According to the latest edition of Arcane Research, the entire market appears to be stabilizing even though there’s still some uncertainty left.
Having said that, all eyes are on DCG’s next steps, which can further intensify downward price action.
Bitcoin Volatility Nearing 30-Months Low
Bitcoin’s current price action was defined as stale as its volatility slumbered toward rare lows. Data suggested that the largest coin’s 7-day volatility reached lows not seen for two and half years as it plunged to 0.7%.
The current numbers were only visited once since February 2019 – during the stagnant markets of July 2020.
Meanwhile, the 30-day volatility also follows a similar trend as it currently hovered near 1.4% and coincided with levels that were briefly touched before the FTX collapse in early November. In fact, the figure has only been lower on seven occasions since February 2019. Arcane suggested that these periods of low volatility rarely last for long. As such, volatility compression periods tend to be followed by sharp moves, even during dull markets.
In addition to the dwindling lack of price movements, Bitcoin’s spot volumes are also drying up. The futures market, on the other hand, was observed to be reigning in a flat regime.
“The entire market is generally stabilizing, accompanied by apathetic market participation. Closed US markets are likely the core reason behind the dull price action of late, but it’s also been exaggerated by a general exodus of active retail participation and few important news catalysts.”
Going forward, 2023 will be shaped by low volatility and stagnant market trend. But the Gemini-DCG fiasco poses a significant threat to the market.
The co-founder of crypto exchange Cameron Winklevoss gave a soft ultimatum to Digital Currency Group (DCG) CEO Barry Silbert to collaborate on repaying Genesis by January 8.
For context, Gemini used to offer 8% interest to investors on certain cryptocurrencies under its Earn program, whose contributor was – Genesis. But with FTX’s collapse, the latter came under severe financial stress. The cash crunch forced the platform to halt withdrawals from Gemini for nearly two months now. Genesis owes Gemini users a total of $900 million.
According to Arcane, a “natural and less liquidity-constrained route” to this sale could be to initiate a Reg M, thereby enabling traders to redeem shares at NAV. This would narrow the discounts, and its impact will be felt in crypto markets.

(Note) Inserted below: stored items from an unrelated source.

//! Receipt envelope and canonical JSON encoding.
//!
//! A receipt is a tamper-evident record of one executed query. Its hash is
//! computed over a canonical encoding: keys sorted lexicographically at
//! every depth, `,` and `:` separators with no whitespace, UTF-8 with
//! non-ASCII preserved literally. The `receipt_hash` and `signature.sig`
//! fields are excluded from the hashed payload.

use serde::{Deserialize, Serialize};
use serde_json::Value;
use sha2::{Digest, Sha256};

use crate::domain::analysis::{Analysis, RiskFactor, RiskLevel};
use crate::domain::policy::Policy;

pub const RECEIPT_VERSION: &str = "1.0";
pub const SIGNATURE_ALGO: &str = "ed25519";

/// Decision tag recorded in a receipt.
#[derive(Debug, Clone, Copy, PartialEq, Eq, Serialize, Deserialize)]
#[serde(rename_all = "SCREAMING_SNAKE_CASE")]
pub enum ReceiptDecision {
    Allow,
    Rewrite,
    RewriteAndExecute,
    Block,
}

impl From<crate::domain::analysis::Decision> for ReceiptDecision {
    fn from(decision: crate::domain::analysis::Decision) -> Self {
        use crate::domain::analysis::Decision;
        match decision {
            Decision::Allow => Self::Allow,
            Decision::Rewrite => Self::Rewrite,
            Decision::Block => Self::Block,
        }
    }
}

#[derive(Debug, Clone, PartialEq, Serialize, Deserialize)]
pub struct ReceiptQuery {
    pub raw_sql: String,
    pub rewritten_sql: Option<String>,
}

#[derive(Debug, Clone, Copy, PartialEq, Eq, Serialize, Deserialize)]
pub struct DpSlot {
    pub enabled: bool,
}

#[derive(Debug, Clone, Copy, PartialEq, Eq, Serialize, Deserialize)]
pub struct ReceiptPolicy {
    pub k_min: u32,
    pub l_min: u32,
    /// Reserved: no noise mechanism is wired in.
    pub dp: DpSlot,
}

impl From<&Policy> for ReceiptPolicy {
    fn from(policy: &Policy) -> Self {
        Self {
            k_min: policy.k_min,
            l_min: policy.l_min,
            dp: DpSlot { enabled: false },
        }
    }
}

#[derive(Debug, Clone, PartialEq, Serialize, Deserialize)]
pub struct RiskAssessment {
    pub risk_score: u32,
    pub risk_level: RiskLevel,
    pub k_est: i64,
    pub l_est: i64,
    pub factors: Vec<RiskFactor>,
}

impl From<&Analysis> for RiskAssessment {
    fn from(analysis: &Analysis) -> Self {
        Self {
            risk_score: analysis.risk_score,
            risk_level: analysis.risk_level,
            k_est: analysis.k_est,
            l_est: analysis.l_est,
            factors: analysis.factors.clone(),
        }
    }
}

#[derive(Debug, Clone, PartialEq, Serialize, Deserialize)]
pub struct ReceiptRewrite {
    pub decision: ReceiptDecision,
    pub applied_rules: Vec<String>,
}

/// Shape of the executed result recorded in a receipt.
#[derive(Debug, Clone, PartialEq, Serialize, Deserialize)]
pub struct ResultSummary {
    pub rows: u32,
    pub aggregates: Vec<String>,
}

#[derive(Debug, Clone, PartialEq, Serialize, Deserialize)]
pub struct ReceiptExecution {
    pub result_summary: Option<ResultSummary>,
}

#[derive(Debug, Clone, PartialEq, Serialize, Deserialize)]
pub struct ReceiptSignature {
    pub algo: String,
    pub public_key_id: String,
    /// `base64:<sig>`; absent while the payload is being hashed.
    #[serde(skip_serializing_if = "Option::is_none")]
    pub sig: Option<String>,
}

/// The full receipt envelope.
///
/// `receipt_hash` and `signature.sig` are skipped during serialization
/// while unset, so the canonical encoding of a freshly built receipt is
/// exactly the hashed payload.
#[derive(Debug, Clone, PartialEq, Serialize, Deserialize)]
pub struct Receipt {
    pub receipt_version: String,
    pub timestamp_utc: String,
    pub prev_receipt_hash: Option<String>,
    pub query: ReceiptQuery,
    pub policy: ReceiptPolicy,
    pub risk_assessment: RiskAssessment,
    pub rewrite: ReceiptRewrite,
    pub execution: ReceiptExecution,
    pub signature: ReceiptSignature,
    #[serde(skip_serializing_if = "Option::is_none")]
    pub receipt_hash: Option<String>,
}

impl Receipt {
    /// JSON value form, as consumed by `verify`.
    pub fn to_value(&self) -> Result<Value, serde_json::Error> {
        serde_json::to_value(self)
    }
}

/// Canonical encoding of a JSON value: sorted keys, no whitespace,
/// non-ASCII preserved literally.
#[must_use]
pub fn canonical_json_bytes(value: &Value) -> Vec<u8> {
    let mut out = String::new();
    write_canonical(value, &mut out);
    out.into_bytes()
}

fn write_canonical(value: &Value, out: &mut String) {
    match value {
        Value::Null | Value::Bool(_) | Value::Number(_) | Value::String(_) => {
            // serde_json emits UTF-8 without escaping non-ASCII.
            match serde_json::to_string(value) {
                Ok(s) => out.push_str(&s),
                Err(_) => out.push_str("null"),
            }
        }
        Value::Array(items) => {
            out.push('[');
            for (idx, item) in items.iter().enumerate() {
                if idx > 0 {
                    out.push(',');
                }
                write_canonical(item, out);
            }
            out.push(']');
        }
        Value::Object(map) => {
            out.push('{');
            let mut keys: Vec<_> = map.keys().collect();
            keys.sort();
            for (idx, key) in keys.iter().enumerate() {
                if idx > 0 {
                    out.push(',');
                }
                match serde_json::to_string(key) {
                    Ok(k) => out.push_str(&k),
                    Err(_) => out.push_str("\"\""),
                }
                out.push(':');
                if let Some(item) = map.get(*key) {
                    write_canonical(item, out);
                }
            }
            out.push('}');
        }
    }
}

/// SHA-256 digest of the canonical encoding.
#[must_use]
pub fn canonical_sha256(value: &Value) -> [u8; 32] {
    Sha256::digest(canonical_json_bytes(value)).into()
}

/// Lowercase hex rendering of a digest.
#[must_use]
pub fn to_hex(bytes: &[u8]) -> String {
    bytes.iter().map(|b| format!("{b:02x}")).collect()
}

#[cfg(test)]
mod tests {
    use super::*;
    use serde_json::json;

    #[test]
    fn test_canonical_sorts_keys_at_every_depth() {
        let value = json!({"b": 1, "a": {"d": 2, "c": [{"z": 0, "y": 1}]}});
        let bytes = canonical_json_bytes(&value);
        assert_eq!(
            String::from_utf8(bytes).expect("Should be utf-8"),
            r#"{"a":{"c":[{"y":1,"z":0}],"d":2},"b":1}"#
        );
    }

    #[test]
    fn test_canonical_has_no_whitespace() {
        let value = json!({"k": [1, 2, 3], "s": "a b"});
        let text = String::from_utf8(canonical_json_bytes(&value)).expect("Should be utf-8");
        assert_eq!(text, r#"{"k":[1,2,3],"s":"a b"}"#);
    }

    #[test]
    fn test_canonical_preserves_non_ascii() {
        let value = json!({"note": "kolesterol ≥ 240 é"});
        let text = String::from_utf8(canonical_json_bytes(&value)).expect("Should be utf-8");
        assert!(text.contains('≥'));
        assert!(text.contains('é'));
        assert!(!text.contains("\\u"));
    }

    #[test]
    fn test_canonical_null_and_bool() {
        let value = json!({"a": null, "b": true});
        let text = String::from_utf8(canonical_json_bytes(&value)).expect("Should be utf-8");
        assert_eq!(text, r#"{"a":null,"b":true}"#);
    }

    #[test]
    fn test_digest_is_stable_under_key_order() {
        let a = json!({"x": 1, "y": {"p": [true, null], "q": "s"}});
        let b = json!({"y": {"q": "s", "p": [true, null]}, "x": 1});
        assert_eq!(canonical_sha256(&a), canonical_sha256(&b));
    }

    #[test]
    fn test_hex_rendering() {
        assert_eq!(to_hex(&[0x00, 0xab, 0xff]), "00abff");
    }
}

“Currently, GBTC trade at a 45% discount to its NAV, while ETHE trades at a 59% discount to its NAV. GBTC holds 3.3% of the circulating BTC supply and 2.5% of the ETH supply. A Reg M would cause a massive arbitrage strategy of selling crypto spot versus buying Grayscale Trust shares.”
If this scenario transpires, the downside will be inevitable. In the long term, however, the market would finally get eliminate “the major burden that the Grayscale widow maker trade has generated” and is shaping up to become a “potential market bottom event.”